Warren symposium follows legacy of geneticist giant

If we want to understand how the brain creates memories, and how genetic disorders distort the brain’s machinery, then the fragile X gene is an ideal place to start. That’s why the Stephen T. Warren Memorial Symposium, taking place November 28-29 at Emory, will be a significant event for those interested in neuroscience and genetics. Stephen T. Warren, 1953-2021 Warren, the founding chair of Emory’s Department of Human Genetics, led an international team that discovered Read more

Mutations in V-ATPase proton pump implicated in epilepsy syndrome

Why and how disrupting V-ATPase function leads to epilepsy, researchers are just starting to figure Read more

Tracing the start of COVID-19 in GA

At a time when COVID-19 appears to be receding in much of Georgia, it’s worth revisiting the start of the pandemic in early 2020. Emory virologist Anne Piantadosi and colleagues have a paper in Viral Evolution on the earliest SARS-CoV-2 genetic sequences detected in Georgia.
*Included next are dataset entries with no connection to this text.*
//! Envelope structures shared by ISO 20022 messages and field checks.

use crate::error::{Error, Result};
use crate::types::{Amount, FinancialInstitution, Party};
use chrono::{DateTime, NaiveDate, NaiveDateTime};
use rust_decimal::Decimal;

/// Max35Text limit.
pub const MAX35: usize = 35;

/// Assigner or assignee of an investigation case.
#[derive(Debug, Clone, PartialEq, Eq)]
pub enum AssignmentParty {
    /// `Agt/FinInstnId`
    Agent(FinancialInstitution),
    /// `Pty`
    Party(Party),
}

impl AssignmentParty {
    pub fn agent_bic(bic: impl Into<String>) -> Self {
        AssignmentParty::Agent(FinancialInstitution::bic(bic))
    }

    pub fn party_name(name: impl Into<String>) -> Self {
        AssignmentParty::Party(Party::named(name))
    }
}

/// `Assgnmt` block of investigation messages.
#[derive(Debug, Clone, PartialEq, Eq)]
pub struct Assignment {
    pub id: String,
    pub assigner: AssignmentParty,
    pub assignee: AssignmentParty,
    pub creation_date_time: NaiveDateTime,
}

impl Assignment {
    pub fn new(
        id: impl Into<String>,
        assigner: AssignmentParty,
        assignee: AssignmentParty,
        creation_date_time: NaiveDateTime,
    ) -> Self {
        Self {
            id: id.into(),
            assigner,
            assignee,
            creation_date_time,
        }
    }

    pub fn validate(&self) -> Result<()> {
        validate_max35("Assgnmt/Id", &self.id)
    }
}

/// `Case` block; omitted from the XML when absent.
#[derive(Debug, Clone, PartialEq, Eq)]
pub struct Case {
    pub id: String,
    pub creator: Option<AssignmentParty>,
    pub reopen_case_indication: Option<bool>,
}

impl Case {
    pub fn new(id: impl Into<String>) -> Self {
        Self {
            id: id.into(),
            creator: None,
            reopen_case_indication: None,
        }
    }

    pub fn with_creator(&self, creator: AssignmentParty) -> Self {
        Self {
            creator: Some(creator),
            ..self.clone()
        }
    }

    pub fn validate(&self) -> Result<()> {
        validate_max35("Case/Id", &self.id)
    }
}

/// Whether an underlying transaction was a customer initiation or an
/// interbank transfer.
#[derive(Debug, Clone, Copy, Default, PartialEq, Eq)]
pub enum UnderlyingKind {
    /// `Undrlg/Initn`
    #[default]
    Initiation,
    /// `Undrlg/IntrBk`
    Interbank,
}

/// Reference to the transaction an investigation is about. Every field is
/// optional and omitted from the XML when absent.
#[derive(Debug, Clone, Default, PartialEq, Eq)]
pub struct UnderlyingTransaction {
    pub kind: UnderlyingKind,
    pub original_message_id: Option<String>,
    pub original_message_name_id: Option<String>,
    pub original_creation_date_time: Option<NaiveDateTime>,
    /// Initiation only.
    pub original_payment_information_id: Option<String>,
    pub original_instruction_id: Option<String>,
    pub original_end_to_end_id: Option<String>,
    /// Interbank only.
    pub original_transaction_id: Option<String>,
    pub original_uetr: Option<String>,
    /// Instructed amount (initiation) or interbank settlement amount.
    pub amount: Option<Amount>,
    /// Requested execution date (initiation) or settlement date.
    pub date: Option<NaiveDate>,
}

impl UnderlyingTransaction {
    pub fn initiation() -> Self {
        Self::default()
    }

    pub fn interbank() -> Self {
        Self {
            kind: UnderlyingKind::Interbank,
            ..Self::default()
        }
    }

    pub fn has_original_group(&self) -> bool {
        self.original_message_id.is_some()
    }

    pub fn validate(&self) -> Result<()> {
        validate_optional_max35("OrgnlMsgId", self.original_message_id.as_deref())?;
        validate_optional_max35("OrgnlPmtInfId", self.original_payment_information_id.as_deref())?;
        validate_optional_max35("OrgnlInstrId", self.original_instruction_id.as_deref())?;
        validate_optional_max35("OrgnlEndToEndId", self.original_end_to_end_id.as_deref())?;
        validate_optional_max35("OrgnlTxId", self.original_transaction_id.as_deref())?;
        if let Some(amount) = &self.amount {
            validate_amount("Undrlg amount", amount)?;
        }
        Ok(())
    }
}

/// `GrpHdr` of reporting and initiation messages.
#[derive(Debug, Clone, PartialEq, Eq)]
pub struct GroupHeader {
    pub message_id: String,
    pub creation_date_time: NaiveDateTime,
    pub initiating_party: Option<Party>,
}

impl GroupHeader {
    pub fn new(message_id: impl Into<String>, creation_date_time: NaiveDateTime) -> Self {
        Self {
            message_id: message_id.into(),
            creation_date_time,
            initiating_party: None,
        }
    }

    pub fn with_initiating_party(&self, party: Party) -> Self {
        Self {
            initiating_party: Some(party),
            ..self.clone()
        }
    }

    pub fn validate(&self) -> Result<()> {
        validate_max35("GrpHdr/MsgId", &self.message_id)
    }
}

/// `ISODateTime` without offset, e.g. `2025-01-01T10:00:00`.
pub fn format_date_time(value: &NaiveDateTime) -> String {
    value.format("%Y-%m-%dT%H:%M:%S").to_string()
}

/// Accept local times with optional fractions and offset-qualified times.
/// Offsets are dropped, keeping the local wall-clock time.
pub fn parse_date_time(value: &str) -> Result<NaiveDateTime> {
    let value = value.trim();
    NaiveDateTime::parse_from_str(value, "%Y-%m-%dT%H:%M:%S%.f")
        .or_else(|_| DateTime::parse_from_rfc3339(value).map(|dt| dt.naive_local()))
        .map_err(|_| Error::InvalidDate(value.to_string()))
}

pub fn format_date(value: &NaiveDate) -> String {
    value.format("%Y-%m-%d").to_string()
}

/// `ISODate`; a trailing time part is ignored.
pub fn parse_date(value: &str) -> Result<NaiveDate> {
    let value = value.trim();
    let date_part = value.get(..10).unwrap_or(value);
    NaiveDate::parse_from_str(date_part, "%Y-%m-%d").map_err(|_| Error::InvalidDate(value.to_string()))
}

/// Max35Text: 1 to 35 characters.
pub fn validate_max35(field: &str, value: &str) -> Result<()> {
    let length = value.chars().count();
    if length == 0 {
        return Err(Error::validation(field, "must not be empty"));
    }
    if length > MAX35 {
        return Err(Error::validation(
            field,
            format!("{} characters exceed the maximum of {}", length, MAX35),
        ));
    }
    Ok(())
}

pub fn validate_optional_max35(field: &str, value: Option<&str>) -> Result<()> {
    value.map_or(Ok(()), |v| validate_max35(field, v))
}

pub fn validate_not_empty(field: &str, value: Option<&str>) -> Result<()> {
    match value {
        Some(v) if !v.trim().is_empty() => Ok(()),
        _ => Err(Error::validation(field, "is required")),
    }
}

/// Positive amount in an alphabetic three letter currency.
pub fn validate_amount(field: &str, amount: &Amount) -> Result<()> {
    if amount.value <= Decimal::ZERO {
        return Err(Error::validation(field, format!("amount {} must be positive", amount.value)));
    }
    validate_currency(field, &amount.currency)
}

pub fn validate_currency(field: &str, currency: &str) -> Result<()> {
    if currency.len() == 3 && currency.chars().all(|c| c.is_ascii_uppercase()) {
        Ok(())
    } else {
        Err(Error::validation(field, format!("invalid currency '{}'", currency)))
    }
}

#[cfg(test)]
mod tests {
    use super::*;

    #[test]
    fn test_date_time_formats() {
        let dt = parse_date_time("2025-01-01T10:00:00").unwrap();
        assert_eq!(format_date_time(&dt), "2025-01-01T10:00:00");
        assert_eq!(parse_date_time("2025-01-01T10:00:00.123").unwrap().format("%H:%M:%S").to_string(), "10:00:00");
        assert_eq!(parse_date_time("2025-01-01T10:00:00+01:00").unwrap(), dt);
        assert!(parse_date_time("01.01.2025").is_err());
    }

    #[test]
    fn test_parse_date() {
        let date = parse_date("2025-03-04").unwrap();
        assert_eq!(format_date(&date), "2025-03-04");
        assert_eq!(parse_date("2025-03-04T00:00:00").unwrap(), date);
    }

    #[test]
    fn test_max35() {
        assert!(validate_max35("MsgId", &"a".repeat(35)).is_ok());
        let err = validate_max35("MsgId", &"a".repeat(36)).unwrap_err();
        assert!(matches!(err, Error::Validation { ref field, .. } if field == "MsgId"));
        assert!(validate_max35("MsgId", "").is_err());
    }

    #[test]
    fn test_amount_validation() {
        assert!(validate_amount("Amt", &Amount::new(Decimal::ONE, "EUR")).is_ok());
        assert!(validate_amount("Amt", &Amount::new(Decimal::ZERO, "EUR")).is_err());
        assert!(validate_amount("Amt", &Amount::new(Decimal::ONE, "eur")).is_err());
    }
}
Analyzing relationships between those virus sequences and samples from other states and countries can give us an idea about where the first COVID-19 infections in Georgia came from. We can draw Read more

virology

Tracing the start of COVID-19 in GA

At a time when COVID-19 appears to be receding in much of Georgia, it’s worth revisiting the start of the pandemic in early 2020. Emory virologist Anne Piantadosi and colleagues have a paper in Viral Evolution on the earliest SARS-CoV-2 genetic sequences detected in Georgia.
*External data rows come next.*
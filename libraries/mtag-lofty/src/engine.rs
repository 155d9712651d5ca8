/// Tag engine implementation using lofty
use crate::config::EngineConfig;
use crate::error::{LoftyEngineError, Result};
use crate::keys;
use lofty::{Probe, Tag, TagExt, TagType, TaggedFile, TaggedFileExt};
use mtag_core::{FlavorId, MTagError, RawField, TagEngine};
use std::path::{Path, PathBuf};
use tracing::{debug, warn};

/// A file parsed by lofty
///
/// Strips are recorded and applied to disk on save, before the remaining
/// tags are written.
pub struct LoftyFile {
    path: PathBuf,
    tagged_file: TaggedFile,
    pending_strips: Vec<TagType>,
}

impl LoftyFile {
    /// Path the file was read from
    pub fn path(&self) -> &Path {
        &self.path
    }
}

/// Tag engine using the lofty library
#[derive(Debug, Clone, Default)]
pub struct LoftyEngine {
    config: EngineConfig,
}

impl LoftyEngine {
    /// Create a new engine
    pub fn new(config: EngineConfig) -> Self {
        Self { config }
    }

    /// Engine settings
    pub fn config(&self) -> &EngineConfig {
        &self.config
    }

    /// Probe and read the file
    fn read(&self, path: &Path) -> Result<TaggedFile> {
        if !path.is_file() {
            return Err(LoftyEngineError::FileNotFound(path.display().to_string()));
        }

        let tagged_file = Probe::open(path)?
            .options(self.config.parse_options())
            .guess_file_type()?
            .read()?;

        Ok(tagged_file)
    }

    /// Find (or create) the tag of `tag_type`
    fn ensure_tag(file: &mut LoftyFile, tag_type: TagType, create: bool) -> Option<TagType> {
        if file.tagged_file.tag(tag_type).is_some() {
            return Some(tag_type);
        }
        if !create {
            return None;
        }
        if !file.tagged_file.supports_tag_type(tag_type) {
            debug!(
                "{} cannot hold a {} tag",
                file.path.display(),
                keys::flavor_name(tag_type)
            );
            return None;
        }

        debug!(
            "Creating empty {} tag in {}",
            keys::flavor_name(tag_type),
            file.path.display()
        );
        file.tagged_file.insert_tag(Tag::new(tag_type));
        Some(tag_type)
    }

    fn write(file: &mut LoftyFile) -> Result<()> {
        for tag_type in &file.pending_strips {
            debug!(
                "Removing {} tag from {}",
                keys::flavor_name(*tag_type),
                file.path.display()
            );
            tag_type.remove_from_path(&file.path)?;
        }
        file.pending_strips.clear();

        for tag in file.tagged_file.tags() {
            // Nothing to write; an empty tag only exists in memory
            if tag.is_empty() {
                continue;
            }
            tag.save_to_path(&file.path)?;
        }

        Ok(())
    }
}

impl TagEngine for LoftyEngine {
    type File = LoftyFile;
    type Tag = TagType;

    fn open(&self, path: &Path) -> mtag_core::Result<LoftyFile> {
        let tagged_file = self
            .read(path)
            .map_err(|e| MTagError::open_failure(path, e.to_string()))?;

        Ok(LoftyFile {
            path: path.to_path_buf(),
            tagged_file,
            pending_strips: Vec::new(),
        })
    }

    fn close(&self, file: LoftyFile) {
        if !file.pending_strips.is_empty() {
            debug!(
                "Discarding {} unsaved strip(s) for {}",
                file.pending_strips.len(),
                file.path.display()
            );
        }
    }

    fn file_type(&self, file: &LoftyFile) -> String {
        keys::file_type_label(file.tagged_file.file_type())
    }

    fn default_tag(&self, file: &mut LoftyFile) -> Option<TagType> {
        let tag_type = file.tagged_file.primary_tag_type();
        Self::ensure_tag(file, tag_type, true)
    }

    fn tag(&self, file: &mut LoftyFile, flavor: &FlavorId, create: bool) -> Option<TagType> {
        let Some(tag_type) = keys::tag_type(flavor) else {
            debug!("Unknown tag flavor '{}'", flavor);
            return None;
        };
        Self::ensure_tag(file, tag_type, create)
    }

    fn remove_tag(&self, file: &mut LoftyFile, flavor: &FlavorId) {
        let Some(tag_type) = keys::tag_type(flavor) else {
            debug!("Unknown tag flavor '{}', nothing to strip", flavor);
            return;
        };
        if !file.tagged_file.supports_tag_type(tag_type) {
            return;
        }

        file.tagged_file.remove(tag_type);
        if !file.pending_strips.contains(&tag_type) {
            file.pending_strips.push(tag_type);
        }
    }

    fn save(&self, file: &mut LoftyFile) -> mtag_core::Result<()> {
        Self::write(file).map_err(|e| match e {
            LoftyEngineError::Io(io) => MTagError::Io(io),
            other => MTagError::save(&file.path, other.to_string()),
        })?;

        debug!("Wrote tags to {}", file.path.display());
        Ok(())
    }

    fn field(&self, file: &LoftyFile, tag: &TagType, key: &str) -> Option<String> {
        let item_key = keys::item_key(*tag, key);
        file.tagged_file
            .tag(*tag)?
            .get_string(&item_key)
            .map(str::to_string)
    }

    fn set_field(&self, file: &mut LoftyFile, tag: &TagType, key: &str, value: &str) {
        let item_key = keys::item_key(*tag, key);
        let Some(lofty_tag) = file.tagged_file.tag_mut(*tag) else {
            warn!(
                "{} tag was removed from {}; ignoring {}",
                keys::flavor_name(*tag),
                file.path.display(),
                key
            );
            return;
        };

        if !lofty_tag.insert_text(item_key, value.to_string()) {
            warn!(
                "{} tag cannot hold '{}'; value not set",
                keys::flavor_name(*tag),
                key
            );
        }
    }

    fn fields(&self, file: &LoftyFile, tag: &TagType) -> Vec<RawField> {
        let Some(lofty_tag) = file.tagged_file.tag(*tag) else {
            return Vec::new();
        };

        let mut fields = Vec::new();
        for item in lofty_tag.items() {
            fields.push(RawField {
                key: keys::key_name(*tag, item.key()),
                value: item.value().text().map(str::to_string),
            });
        }
        fields
    }
}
Analyzing relationships between those virus sequences and samples from other states and countries can give us an idea about where the first COVID-19 infections in Georgia came from. We can draw a few conclusions, such as: there was no “Patient Zero”, at least here.

According to sequence analysis in the paper, multiple early introductions of SARS-CoV-2 into Georgia occurred, probably coming from Asia, weeks before the first officially reported case in March 2020. The authors suggest that the early focus on returning international travelers was misplaced, as opposed to broader testing of patients with COVID-19 symptoms. Visit an urgent care facility if you experience symptoms of covid or any other viral infection.

“SARS-CoV-2 was likely spreading within the state for approximately three weeks prior to detection in either diagnostic or sequencing data,” the authors write.

Tree showing relationships between SARS-CoV-2 genetic sequences from Georgia and other states/countries

In Georgia, the subclade, or swarm of related viruses, that was dominant early on (called 19B) disappeared by the end of April, eclipsed by variants carrying the D614G mutation. This was an early hint – even before the emergence of B117/Alpha and other variants such as Delta and Omicron — that SARS-CoV-2 would evolve through competition. These virology studies need to be conducted in research labs or high-quality mobile CGMP cleanrooms to yield accurate results.

Similarly, sequence analysis from Washington state – the site of the first COVID-19 case identified in the United States — has shown that the first official case did not lead directly to the initial wave of infections there. The first wave actually fizzled out as a result of public health interventions, but other undetected infections in Washington in February 2020 led to sustained downstream transmission. 

The co-first authors of the Viral Evolution paper are Emory infectious disease specialist Ahmed Babiker and graduate student Michael Martin, with co-authors from the Centers of Disease Control and Prevention. The paper analyzes sequences from Emory Healthcare patients along with previously available sequences.

In a few cases, scientists attempted to trace relationships between infected patients who had recently travelled to other countries (Italy, Switzerland) or other states (Louisiana, Colorado), but the available data did not confirm all of those connections. 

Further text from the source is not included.